Di dalam kamar, Nadia menyentuh dadanya. Entah kenapa ia merasa ada sesuatu yang membuat hati dan pikirannya tidak bisa tenang. "Ada apa ini? kenapa aku tiba-tiba merasa akan kehilangan sesuatu? ya Tuhan semoga saja ini hanya perasaan ku saja. Amin" Nadia pun segera memasuki kamar mandi.
Sedangkan David yang kini berada di balkon kamarnya masih saja kepikiran dengan rencananya yang akan menceraikan Nadia.
Tok.. Tok..
"Ada apa?" Tanya David menghisap rokoknya.
"Boleh aku masuk?".
Tidak ada jawaban.
"Sebentar saja, aku janji tidak akan lama. Boleh yah aku masuk?".
Ceklek!
"Akhirnya kamu membukanya!" Senyum Nadia langsung masuk. "Aahh, sedang apa kamu tadi di balkon?" Tanyanya melihat pintu balkon David terbuka.
"Jangan kesana, kamu bisa bicara di sini" Ucap David melarang Nadia.
"Kenapa? akan lebih menyenangkan kalau kita bicara disana" Tidak perduli, ia berjalan kearah balkon yang berada di kamar David. "Wah.. Udaranya segar sekali" Senyum Nadia menutup mata menghirup udara segar.
David berjalan mendekatinya, lalu mendudukkan diri diatas kursi. "Apa yang ingin kamu bicarakan?".
"Aaaa.. Ada minuman. Wah, bisa aku meminumnya, sedikit saja".
"Tidak" Jawabnya.
"Kenapa? sedikit saja. Malam ini aku ingin mabuk".

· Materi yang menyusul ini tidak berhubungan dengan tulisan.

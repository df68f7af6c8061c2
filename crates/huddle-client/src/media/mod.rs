pub mod devices;
pub mod source;

#[cfg(feature = "gstreamer")]
pub mod gst_capture;
#[cfg(feature = "gstreamer")]
pub mod gst_encoder;

pub use devices::{CameraRequest, MediaDevices};
pub use source::{DeviceLease, MediaSource, MediaTrack};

"Kamu tidak ingin bekerja lagi?".
"Hey, sedikit saja. Kamu tidak boleh pelit" Senyum Nadia menyambar bekas gelas David yang tadi ia gunakan, tetapi tangan panjang David langsung merampasnya dari genggaman Nadia. "Ck, satu gelas saja".
"Kalau tidak ada yang ingin kamu bicarakan. Sebaiknya kamu keluar dari sini".
"Ada. Ada yang ingin aku bicarakan kepada mu, tapi biarkan aku meminumnya dulu. Kumohon!".